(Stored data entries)
· · · · ·
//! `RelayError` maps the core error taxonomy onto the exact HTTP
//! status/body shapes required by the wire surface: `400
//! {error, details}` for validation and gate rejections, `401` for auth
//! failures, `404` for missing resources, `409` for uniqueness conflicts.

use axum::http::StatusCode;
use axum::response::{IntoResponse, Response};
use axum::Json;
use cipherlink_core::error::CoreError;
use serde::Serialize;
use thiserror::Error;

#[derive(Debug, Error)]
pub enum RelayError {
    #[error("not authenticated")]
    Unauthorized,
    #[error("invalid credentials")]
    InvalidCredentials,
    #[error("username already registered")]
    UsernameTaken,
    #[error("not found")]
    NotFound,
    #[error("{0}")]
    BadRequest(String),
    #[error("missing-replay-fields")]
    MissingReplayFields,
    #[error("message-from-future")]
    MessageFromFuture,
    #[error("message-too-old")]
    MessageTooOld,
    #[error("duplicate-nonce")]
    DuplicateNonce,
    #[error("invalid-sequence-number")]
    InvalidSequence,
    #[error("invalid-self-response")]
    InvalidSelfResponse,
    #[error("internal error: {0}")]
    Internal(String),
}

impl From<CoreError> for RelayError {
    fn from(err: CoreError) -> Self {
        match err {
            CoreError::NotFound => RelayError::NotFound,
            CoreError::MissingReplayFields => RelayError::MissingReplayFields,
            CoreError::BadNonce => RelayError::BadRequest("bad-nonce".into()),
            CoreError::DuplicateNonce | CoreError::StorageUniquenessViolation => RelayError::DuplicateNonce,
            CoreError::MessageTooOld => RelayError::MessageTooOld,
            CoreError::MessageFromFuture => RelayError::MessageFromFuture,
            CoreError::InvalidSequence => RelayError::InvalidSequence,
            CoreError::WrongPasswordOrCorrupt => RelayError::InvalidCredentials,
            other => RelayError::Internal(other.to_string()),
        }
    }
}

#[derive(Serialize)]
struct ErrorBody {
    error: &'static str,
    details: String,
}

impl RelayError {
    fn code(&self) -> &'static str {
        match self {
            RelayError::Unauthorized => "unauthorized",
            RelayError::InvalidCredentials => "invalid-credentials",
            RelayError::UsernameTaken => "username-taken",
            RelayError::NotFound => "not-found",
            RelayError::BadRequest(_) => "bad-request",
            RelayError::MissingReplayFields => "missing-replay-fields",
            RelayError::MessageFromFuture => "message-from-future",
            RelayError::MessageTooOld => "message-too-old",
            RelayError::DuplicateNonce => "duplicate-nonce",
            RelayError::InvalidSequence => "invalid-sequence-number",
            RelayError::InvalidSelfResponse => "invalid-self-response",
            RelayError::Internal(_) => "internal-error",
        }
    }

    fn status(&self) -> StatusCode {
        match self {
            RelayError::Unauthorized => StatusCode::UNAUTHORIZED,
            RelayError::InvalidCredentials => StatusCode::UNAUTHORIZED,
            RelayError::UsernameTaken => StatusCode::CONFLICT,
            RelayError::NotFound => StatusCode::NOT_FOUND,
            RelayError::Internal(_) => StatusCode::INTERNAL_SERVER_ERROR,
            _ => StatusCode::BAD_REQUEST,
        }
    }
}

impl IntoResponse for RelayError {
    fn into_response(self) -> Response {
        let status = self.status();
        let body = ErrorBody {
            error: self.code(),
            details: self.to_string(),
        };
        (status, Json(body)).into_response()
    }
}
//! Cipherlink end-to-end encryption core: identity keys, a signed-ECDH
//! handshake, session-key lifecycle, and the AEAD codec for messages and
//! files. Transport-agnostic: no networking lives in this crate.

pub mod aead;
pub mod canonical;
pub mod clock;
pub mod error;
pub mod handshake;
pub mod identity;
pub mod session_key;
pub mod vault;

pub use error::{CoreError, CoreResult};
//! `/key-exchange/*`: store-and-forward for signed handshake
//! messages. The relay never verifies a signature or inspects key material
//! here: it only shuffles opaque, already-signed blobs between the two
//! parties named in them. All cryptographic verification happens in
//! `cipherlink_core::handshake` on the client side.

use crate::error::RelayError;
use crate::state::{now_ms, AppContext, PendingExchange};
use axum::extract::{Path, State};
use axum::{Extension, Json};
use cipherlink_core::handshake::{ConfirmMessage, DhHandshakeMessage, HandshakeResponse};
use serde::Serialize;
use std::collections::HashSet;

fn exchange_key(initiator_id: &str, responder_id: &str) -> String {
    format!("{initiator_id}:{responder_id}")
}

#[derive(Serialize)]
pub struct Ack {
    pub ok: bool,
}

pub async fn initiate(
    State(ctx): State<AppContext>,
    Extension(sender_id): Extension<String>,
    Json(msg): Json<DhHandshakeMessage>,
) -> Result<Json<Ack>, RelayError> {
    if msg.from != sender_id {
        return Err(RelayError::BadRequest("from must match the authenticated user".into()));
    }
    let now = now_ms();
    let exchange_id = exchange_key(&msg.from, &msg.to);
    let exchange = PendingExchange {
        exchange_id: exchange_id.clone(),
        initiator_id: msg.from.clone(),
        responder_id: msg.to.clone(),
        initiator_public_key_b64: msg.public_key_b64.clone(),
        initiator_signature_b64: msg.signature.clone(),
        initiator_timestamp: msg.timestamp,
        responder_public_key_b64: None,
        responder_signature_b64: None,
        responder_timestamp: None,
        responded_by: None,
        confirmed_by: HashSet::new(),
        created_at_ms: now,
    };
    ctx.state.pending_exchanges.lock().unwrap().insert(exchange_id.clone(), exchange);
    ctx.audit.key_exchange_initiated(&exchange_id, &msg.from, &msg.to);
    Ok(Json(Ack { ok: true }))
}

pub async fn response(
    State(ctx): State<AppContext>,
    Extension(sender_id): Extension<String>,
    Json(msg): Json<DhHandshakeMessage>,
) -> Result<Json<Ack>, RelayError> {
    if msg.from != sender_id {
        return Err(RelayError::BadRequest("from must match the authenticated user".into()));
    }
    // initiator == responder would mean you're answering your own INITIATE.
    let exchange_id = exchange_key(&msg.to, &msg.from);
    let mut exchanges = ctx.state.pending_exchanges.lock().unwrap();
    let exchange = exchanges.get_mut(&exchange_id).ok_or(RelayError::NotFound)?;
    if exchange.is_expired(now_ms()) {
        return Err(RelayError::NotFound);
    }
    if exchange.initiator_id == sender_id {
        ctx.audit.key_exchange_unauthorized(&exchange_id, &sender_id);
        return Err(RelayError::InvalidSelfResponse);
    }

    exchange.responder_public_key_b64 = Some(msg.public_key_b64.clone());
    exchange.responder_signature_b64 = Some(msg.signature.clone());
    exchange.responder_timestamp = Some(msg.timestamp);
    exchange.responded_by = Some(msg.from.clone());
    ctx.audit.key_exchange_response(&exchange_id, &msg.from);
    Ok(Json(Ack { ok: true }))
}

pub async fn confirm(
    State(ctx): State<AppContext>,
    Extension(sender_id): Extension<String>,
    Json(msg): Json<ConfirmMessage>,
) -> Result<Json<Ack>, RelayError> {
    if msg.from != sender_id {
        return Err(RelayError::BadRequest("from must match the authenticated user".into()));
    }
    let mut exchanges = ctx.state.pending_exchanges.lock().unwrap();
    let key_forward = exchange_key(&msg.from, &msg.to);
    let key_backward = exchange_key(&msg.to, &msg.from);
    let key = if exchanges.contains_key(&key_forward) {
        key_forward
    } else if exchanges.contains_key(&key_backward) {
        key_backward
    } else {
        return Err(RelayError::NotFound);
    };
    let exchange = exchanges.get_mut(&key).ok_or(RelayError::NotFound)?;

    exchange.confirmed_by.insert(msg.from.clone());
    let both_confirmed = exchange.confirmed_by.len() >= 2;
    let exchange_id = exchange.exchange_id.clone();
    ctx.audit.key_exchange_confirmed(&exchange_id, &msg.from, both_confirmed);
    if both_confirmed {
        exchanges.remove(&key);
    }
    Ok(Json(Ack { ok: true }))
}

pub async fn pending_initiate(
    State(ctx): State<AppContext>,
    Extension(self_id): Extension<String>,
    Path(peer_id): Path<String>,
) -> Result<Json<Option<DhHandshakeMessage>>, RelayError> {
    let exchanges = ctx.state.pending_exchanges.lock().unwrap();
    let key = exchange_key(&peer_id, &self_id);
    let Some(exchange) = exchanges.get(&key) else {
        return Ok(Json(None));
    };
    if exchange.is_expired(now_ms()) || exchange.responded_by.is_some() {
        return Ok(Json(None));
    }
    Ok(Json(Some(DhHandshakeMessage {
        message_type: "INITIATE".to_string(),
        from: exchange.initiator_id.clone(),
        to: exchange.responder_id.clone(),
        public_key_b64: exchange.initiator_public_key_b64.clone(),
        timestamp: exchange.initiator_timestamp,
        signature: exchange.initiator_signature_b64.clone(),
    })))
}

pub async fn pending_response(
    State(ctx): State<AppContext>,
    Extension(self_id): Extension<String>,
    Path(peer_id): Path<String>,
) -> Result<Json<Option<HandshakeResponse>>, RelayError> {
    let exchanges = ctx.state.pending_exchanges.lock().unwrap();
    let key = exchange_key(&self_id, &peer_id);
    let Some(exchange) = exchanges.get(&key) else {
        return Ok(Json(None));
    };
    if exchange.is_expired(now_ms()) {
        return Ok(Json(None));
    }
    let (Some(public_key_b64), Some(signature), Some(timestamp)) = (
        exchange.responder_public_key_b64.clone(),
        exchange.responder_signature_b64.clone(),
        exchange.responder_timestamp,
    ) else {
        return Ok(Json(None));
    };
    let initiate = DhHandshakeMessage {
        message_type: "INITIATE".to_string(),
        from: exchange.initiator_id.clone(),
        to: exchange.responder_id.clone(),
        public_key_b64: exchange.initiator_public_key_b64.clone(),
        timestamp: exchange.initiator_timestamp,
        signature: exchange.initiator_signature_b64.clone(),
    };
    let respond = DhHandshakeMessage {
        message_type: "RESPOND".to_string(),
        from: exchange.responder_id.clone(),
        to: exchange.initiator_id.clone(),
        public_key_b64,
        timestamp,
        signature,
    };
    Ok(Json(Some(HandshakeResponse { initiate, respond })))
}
· · · · ·
Wherever the string "UsernameTaken" appears in the entries above, list that line.

    UsernameTaken,
            RelayError::UsernameTaken => "username-taken",
            RelayError::UsernameTaken => StatusCode::CONFLICT,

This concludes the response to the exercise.